A new study has found that poorer childhood cognition, especially pertaining to memory and learning, is associated with pregnant women and their kids consuming more sugar.
As well, choosing diet soda as a way to cut down on the sugar isn't necessarily a helpful solution, either. The researchers found that using diet fizzy drink as a substitute during pregnancy also resulted in negative effects.
"The aim of our study was to examine associations of pregnancy and offspring sugar consumption (sucrose, fructose) with child cognition," said lead investigator Juliana F.W. Cohen, ScD, School of Health Sciences, Merrimack College, North Andover, MA, and Department of Nutrition, Harvard T.H. Chan School of Public Health, Boston, MA.
She told Science Daily, "Additionally, we examined associations of maternal and child consumption of sugar-sweetened beverages, other beverages including diet soda and juice, and fruit with child cognition."

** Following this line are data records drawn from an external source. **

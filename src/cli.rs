use clap::Parser;
use std::path::PathBuf;
use std::str::FromStr;

use crate::application::dto::OutputFormat;
use crate::comparison::domain::ConfigurationInput;
use crate::comparison::policies::CalculationConstants;
use crate::config::ConfigFile;
use crate::shared::Result;

/// Compare Network Access Control vendors on cost, ROI, risk and compliance
#[derive(Parser, Debug, Default)]
#[command(name = "nac-compare")]
#[command(version)]
#[command(
    about = "Compare Network Access Control vendors on cost, ROI, risk and compliance",
    long_about = None
)]
pub struct Args {
    /// Number of managed devices
    #[arg(short, long)]
    pub devices: Option<u64>,

    /// Number of users (defaults to the device count)
    #[arg(short, long)]
    pub users: Option<u64>,

    /// Analysis period in years (1-5, default 3)
    #[arg(short, long)]
    pub years: Option<u32>,

    /// Industry: healthcare, financial, retail, manufacturing, education,
    /// government, technology or default
    #[arg(short, long)]
    pub industry: Option<String>,

    /// Organization size: small, medium, large or enterprise
    /// (derived from the device count when omitted)
    #[arg(long)]
    pub org_size: Option<String>,

    /// Region: north_america, europe, asia_pacific, latin_america or middle_east
    #[arg(short, long)]
    pub region: Option<String>,

    /// Vendor ids to compare, comma-separated or repeated
    #[arg(short, long, value_name = "ID", value_delimiter = ',')]
    pub vendors: Vec<String>,

    /// Vendor whose cost is the savings baseline
    /// (defaults to the average of the other compared vendors)
    #[arg(short, long, value_name = "ID")]
    pub baseline: Option<String>,

    /// Output format: markdown or json
    #[arg(short, long)]
    pub format: Option<OutputFormat>,

    /// Output file path (if not specified, outputs to stdout)
    #[arg(short, long)]
    pub output: Option<String>,

    /// Config file path (defaults to ./nac-compare.config.yml when present)
    #[arg(short, long)]
    pub config: Option<PathBuf>,

    /// Vendor dataset file (.yml, .yaml, .json or .toml) instead of the built-in one
    #[arg(long, value_name = "PATH")]
    pub dataset: Option<PathBuf>,

    /// List the vendors in the active dataset and exit
    #[arg(long)]
    pub list_vendors: bool,

    /// Only print errors and warnings to stderr
    #[arg(short, long)]
    pub quiet: bool,
}

/// Command-line values merged over the config file
#[derive(Debug)]
pub struct Settings {
    pub input: ConfigurationInput,
    pub format: OutputFormat,
    pub output: Option<String>,
    pub dataset: Option<PathBuf>,
    pub constants: CalculationConstants,
}

impl Args {
    pub fn parse_args() -> Self {
        Self::parse()
    }

    /// Merges the arguments over an optional config file.
    ///
    /// A flag that is given always wins; an empty `--vendors` list falls
    /// back to the file's list.
    pub fn resolve(self, config: Option<ConfigFile>) -> Result<Settings> {
        let config = config.unwrap_or_default();

        let format = match (self.format, config.format.as_deref()) {
            (Some(format), _) => format,
            (None, Some(raw)) => OutputFormat::from_str(raw).map_err(|e| anyhow::anyhow!(e))?,
            (None, None) => OutputFormat::default(),
        };

        let vendors = if self.vendors.is_empty() {
            config.vendors.unwrap_or_default()
        } else {
            self.vendors
        };

        let input = ConfigurationInput {
            devices: self.devices.or(config.devices),
            users: self.users.or(config.users),
            years: self.years.or(config.years),
            industry: self.industry.or(config.industry),
            org_size: self.org_size.or(config.org_size),
            region: self.region.or(config.region),
            vendors,
            baseline_vendor: self.baseline.or(config.baseline_vendor),
        };

        Ok(Settings {
            input,
            format,
            output: self.output.or(config.output),
            dataset: self.dataset.or(config.dataset.map(PathBuf::from)),
            constants: config.constants.unwrap_or_default(),
        })
    }
}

The American Journal of Preventive Medicine-published study looked at dietary assessment data from 1,000 pregnant women from 1999 to 2002 who participated in Project Viva. The diets of the women's children were assessed in their early childhood, and their cognition when the kids were ages three to seven.
Looking at this data, the results show that eating more fruit and drinking less diet soda during pregnancy may have a meaningful impact on the cognitive functioning of our offspring.
The researchers noted a number of key findings, including that maternal sugar consumption, especially from sugar-sweetened beverages, was linked to poorer childhood cognition, including a poorer verbal memory.
Drinking diet soda during pregnancy was associated with the poorer visual spatial, find motor, and visual motor abilities in kids' early childhood. The consumption of diet sodas was also associated with poorer verbal skills in mid-childhood.
Childhood consumption of sugar sweetened beverages also showed a negative impact. Kids' consumption of these drinks was associated with poorer verbal intelligence during mid-childhood.
On the other hand, consumption of fructose and fruit in early on in childhood was linked with higher cognitive scores in certain areas and greater receptive vocabulary.
With these findings in mind, the researchers said that new Nutrition Facts labels need to come out soon in the US, providing the necessary information so mums-to-be can make informed health decisions.
They also support the continued implementation of nutritional programmes to educate and empower families.